Le président kényan Uhuru Kenyatta s’adresse aux gouverneurs et membres du Sénat à Nairobi le 2 septembre 2017. / HANDOUT / REUTERS

La magistrature kényane s’est indignée samedi 2 septembre de « menaces voilées » formulées par le président Uhuru Kenyatta contre les juges de la Cour suprême. Cette réaction du chef de l’Etat kényan fait suite à la décision historique de cette institution d’annuler sa réélection pour irrégularités.

Uhuru Kenyatta avait dans un premier temps adopté un ton conciliant face au verdict rendu vendredi 1er septembre par la Cour suprême, assurant l’accepter malgré son désaccord avec l’annulation de la présidentielle du 8 août en raison d’irrégularités dans la transmission de résultats le donnant vainqueur avec 54,27 % des voix.

Des propos présidentiels « qui ont eu pour effet de dénigrer les juges de la Cour Suprême »

Mais le chef de l’Etat a rapidement durci le ton, d’abord lors d’un rassemblement impromptu vendredi après-midi avec des partisans à Nairobi, où il a notamment qualifié les juges de la Cour suprême d’« escrocs ».

L’Association des juges et magistrats du Kenya (KMJA) « s’insurge contre les remarques » d’Uhuru Kenyatta, « qui ont eu pour effet de dénigrer les juges de la Cour Suprême », a déclaré samedi soir le secrétaire général de la KMJA, Bryan Khaemba. Celui-ci s’adressait à la presse devant la Cour suprême, dans le centre de Nairobi.

S’adressant à des représentants de son parti, le président kényan a appelé à la paix, mais a aussi soutenu que ces juges avaient « décidé qu’ils avaient plus de pouvoirs que plus de 15 millions de Kényans qui ont fait la queue pour voter ». « Cela ne peut pas durer, et nous nous pencherons sur ce problème, après les élections. Il y a un problème et nous devons le régler », a-t-il mis en garde samedi.

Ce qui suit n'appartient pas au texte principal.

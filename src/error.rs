//! 错误处理模块
//!
//! 定义翻译库中使用的错误类型和错误处理机制。

use thiserror::Error;

/// 翻译错误类型
///
/// 包含批处理、请求构造、网络传输和服务响应中可能出现的各种错误情况。
///
/// # 变体说明
///
/// * `MessageTooLong` - 单条消息超过字符上限，调用方必须缩短
/// * `CapacityExceeded` - 批次已满，需要先发送再继续添加
/// * `InvalidConfiguration` - 构造时配置无效
/// * `IndexOutOfRange` - 按位置读取批次时越界
/// * `Service` - 翻译服务拒绝了整个批次
/// * `Http` / `Transport` - 网络层错误，原样向上传递
/// * `Parse` - JSON 解析错误
#[derive(Debug, Error)]
pub enum TranslationError {
    /// 单条消息超过字符上限
    #[error("Message length {length} exceeds the limit of {limit} characters")]
    MessageTooLong {
        /// 消息字符数
        length: usize,
        /// 当前字符上限
        limit: usize,
    },
    /// 批次需要先处理
    #[error("Message queue requires processing")]
    CapacityExceeded,
    /// 配置错误
    #[error("Invalid configuration: {0}")]
    InvalidConfiguration(String),
    /// 位置越界
    #[error("Invalid position {position} for a batch of {len} messages")]
    IndexOutOfRange {
        /// 响应中的位置
        position: usize,
        /// 批次中的消息数
        len: usize,
    },
    /// 服务返回的错误
    #[error("Service error {code} (HTTP {status}): {message}")]
    Service {
        /// HTTP 状态码
        status: u16,
        /// 服务错误代码，例如 401000
        code: i64,
        /// 错误消息
        message: String,
        /// 出错的请求字段（如果服务提供）
        target: Option<String>,
    },
    /// HTTP请求错误
    #[error("HTTP error: {0}")]
    Http(#[from] reqwest::Error),
    /// 其他传输层错误（超时、连接断开等）
    #[error("Transport error: {0}")]
    Transport(String),
    /// 解析错误
    #[error("Parse error: {0}")]
    Parse(#[from] serde_json::Error),
    /// 读写配置文件时的IO错误
    #[error("IO error: {0}")]
    Io(#[from] std::io::Error),
    /// 配置文件解析错误
    #[error("Config parse error: {0}")]
    ConfigParse(#[from] toml::de::Error),
    /// 配置序列化错误
    #[error("Config serialize error: {0}")]
    ConfigSerialize(#[from] toml::ser::Error),
}

impl TranslationError {
    /// 检查错误是否是暂时性的
    ///
    /// 429/5xx 以及网络层的超时、连接失败可以在退避后重试；
    /// 400/401/403/408 等客户端错误不会自行恢复。
    pub fn is_transient(&self) -> bool {
        match self {
            TranslationError::Service { status, .. } => {
                matches!(status, 429 | 500 | 502 | 503 | 504)
            }
            TranslationError::Http(e) => e.is_timeout() || e.is_connect(),
            TranslationError::Transport(_) => true,
            _ => false,
        }
    }
}

/// 翻译结果类型别名
///
/// 简化返回类型，使用 `TranslationError` 作为错误类型。
///
/// # 示例
///
/// ```rust
/// use batch_translator::{Result, TranslationError};
///
/// fn example_function() -> Result<String> {
///     Err(TranslationError::CapacityExceeded)
/// }
///
/// assert!(example_function().is_err());
/// ```
pub type Result<T> = std::result::Result<T, TranslationError>;

#[cfg(test)]
mod tests {
    use super::*;

    fn service(status: u16) -> TranslationError {
        TranslationError::Service {
            status,
            code: status as i64 * 1000,
            message: "failure".to_string(),
            target: None,
        }
    }

    #[test]
    fn test_transient_service_errors() {
        for status in [429, 500, 503] {
            assert!(service(status).is_transient(), "{} should be transient", status);
        }
    }

    #[test]
    fn test_permanent_service_errors() {
        for status in [400, 401, 403, 408] {
            assert!(!service(status).is_transient(), "{} should be permanent", status);
        }
    }

    #[test]
    fn test_local_errors_are_permanent() {
        assert!(!TranslationError::CapacityExceeded.is_transient());
        assert!(!TranslationError::MessageTooLong { length: 11, limit: 10 }.is_transient());
        assert!(TranslationError::Transport("timed out".into()).is_transient());
    }

    #[test]
    fn test_service_error_display() {
        let err = TranslationError::Service {
            status: 401,
            code: 401000,
            message: "auth failed".to_string(),
            target: None,
        };
        assert_eq!(err.to_string(), "Service error 401000 (HTTP 401): auth failed");
    }
}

Une décision historique pour l’opposition kényane

« Nous condamnons cette attaque contre l’indépendance décisionnelle » des juges, a réagi Bryan Khaemba, regrettant des « menaces voilées » contre les juges ayant annulé l’élection.

Saisie par l’opposant Raila Odinga, la Cour suprême a ordonné vendredi la tenue d’un nouveau scrutin présidentiel d’ici au 31 octobre. Inattendue, la décision a été saluée par de nombreux observateurs comme « courageuse », « historique » et preuve de la « maturation » de la démocratie kényane.

Candidat malheureux en 1997, 2007 et 2013, M. Odinga a dit vendredi avoir perdu toute confiance dans la Commission électorale (IEBC), épinglée par la Cour suprême pour sa gestion des élections, mais également chargée par cette dernière d’organiser le nouveau scrutin. Alors que le jugement complet de la Cour suprême doit être publié d’ici 21 jours, l’opposant a déjà appelé au départ des dirigeants de l’IEBC, le président Kenyatta excluant, lui, tout remaniement en profondeur.